** Opening Records for this exercise block **
//! Segment files
//!
//! Naming, discovery and the writable (active) segment.

use std::fs::{self, File, OpenOptions};
use std::io::{BufReader, Seek, SeekFrom, Write};
use std::path::Path;
use std::time::{Duration, SystemTime, UNIX_EPOCH};

use tracing::warn;

use crate::config::SyncPolicy;
use crate::error::Result;
use crate::record::{self, ReadOutcome};

/// A segment file found on disk
#[derive(Debug, Clone)]
pub struct SegmentInfo {
    /// File name relative to the data directory
    pub name: String,

    /// Creation timestamp encoded in the name (unix nanos)
    pub timestamp: u64,

    /// Current file size in bytes
    pub size: u64,

    /// Last modification time
    pub modified: SystemTime,
}

impl SegmentInfo {
    /// True when the file has not been modified for at least `age`
    pub fn older_than(&self, age: Duration) -> bool {
        if age.is_zero() {
            return true;
        }
        match self.modified.elapsed() {
            Ok(elapsed) => elapsed >= age,
            // Modified "in the future" (clock skew): treat as fresh
            Err(_) => false,
        }
    }
}

/// Generate a new segment name: `<unix nanos>.<random hex>`
pub fn new_segment_name() -> String {
    let nanos = SystemTime::now()
        .duration_since(UNIX_EPOCH)
        .map(|d| d.as_nanos() as u64)
        .unwrap_or(0);
    format!("{:020}.{:08x}", nanos, rand::random::<u32>())
}

/// Parse the timestamp out of a segment name
/// "00001700000000000000.1a2b3c4d" → Some(1700000000000000)
pub fn parse_segment_name(name: &str) -> Option<u64> {
    let (timestamp, suffix) = name.split_once('.')?;
    if suffix.is_empty() || !suffix.chars().all(|c| c.is_ascii_hexdigit()) {
        return None;
    }
    if timestamp.is_empty() || !timestamp.chars().all(|c| c.is_ascii_digit()) {
        return None;
    }
    timestamp.parse().ok()
}

/// Discover segment files in `dir`, oldest first
///
/// Anything not named like a segment (index log files included) is ignored.
pub fn list_segments(dir: &Path) -> Result<Vec<SegmentInfo>> {
    let mut segments = Vec::new();

    for entry in fs::read_dir(dir)? {
        let entry = entry?;
        let metadata = entry.metadata()?;
        if !metadata.is_file() {
            continue;
        }

        let name = entry.file_name().to_string_lossy().into_owned();
        if let Some(timestamp) = parse_segment_name(&name) {
            segments.push(SegmentInfo {
                name,
                timestamp,
                size: metadata.len(),
                modified: metadata.modified()?,
            });
        }
    }

    segments.sort_by(|a, b| a.timestamp.cmp(&b.timestamp).then_with(|| a.name.cmp(&b.name)));
    Ok(segments)
}

/// The segment currently receiving appends
pub(crate) struct ActiveSegment {
    pub name: String,

    /// Opened in append mode
    file: File,

    /// Bytes of complete records
    pub size: u64,
}

impl ActiveSegment {
    /// Create a brand-new empty segment
    pub fn create(dir: &Path) -> Result<Self> {
        let name = new_segment_name();
        let file = OpenOptions::new()
            .read(true)
            .append(true)
            .create_new(true)
            .open(dir.join(&name))?;

        Ok(Self {
            name,
            file,
            size: 0,
        })
    }

    /// Re-open an existing segment for appending
    ///
    /// A partial record at the end (crash mid-append) is truncated so new
    /// records start on a record boundary.
    pub fn reopen(dir: &Path, name: &str) -> Result<Self> {
        let path = dir.join(name);
        let file = OpenOptions::new().read(true).append(true).open(&path)?;

        let mut reader = BufReader::new(File::open(&path)?);
        reader.seek(SeekFrom::Start(0))?;
        let mut valid_len = 0u64;
        loop {
            match record::read_from(&mut reader)? {
                ReadOutcome::Record(rec) => valid_len += rec.encoded_len() as u64,
                ReadOutcome::End => break,
                ReadOutcome::TornTail { bytes } => {
                    warn!(
                        segment = name,
                        valid_len,
                        torn_bytes = bytes,
                        "Truncating partial record at the end of segment"
                    );
                    file.set_len(valid_len)?;
                    break;
                }
            }
        }

        Ok(Self {
            name: name.to_string(),
            file,
            size: valid_len,
        })
    }

    /// Append one framed record; returns the offset it was written at
    ///
    /// A failed write is rolled back to the previous size.
    pub fn append(&mut self, bytes: &[u8], sync_policy: SyncPolicy) -> Result<u64> {
        let offset = self.size;

        let written = self.file.write_all(bytes).and_then(|_| {
            if sync_policy == SyncPolicy::EveryWrite {
                self.file.sync_data()
            } else {
                Ok(())
            }
        });
        if let Err(e) = written {
            let _ = self.file.set_len(offset);
            return Err(e.into());
        }

        self.size += bytes.len() as u64;
        Ok(offset)
    }

    pub fn sync(&self) -> Result<()> {
        self.file.sync_data()?;
        Ok(())
    }
}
** Closing Records for this exercise block **
> **About this exercise**:
In the listing above, find each line with the word "files" and copy it out.

> **Written solution**:
//! Segment files
/// Discover segment files in `dir`, oldest first
/// Anything not named like a segment (index log files included) is ignored.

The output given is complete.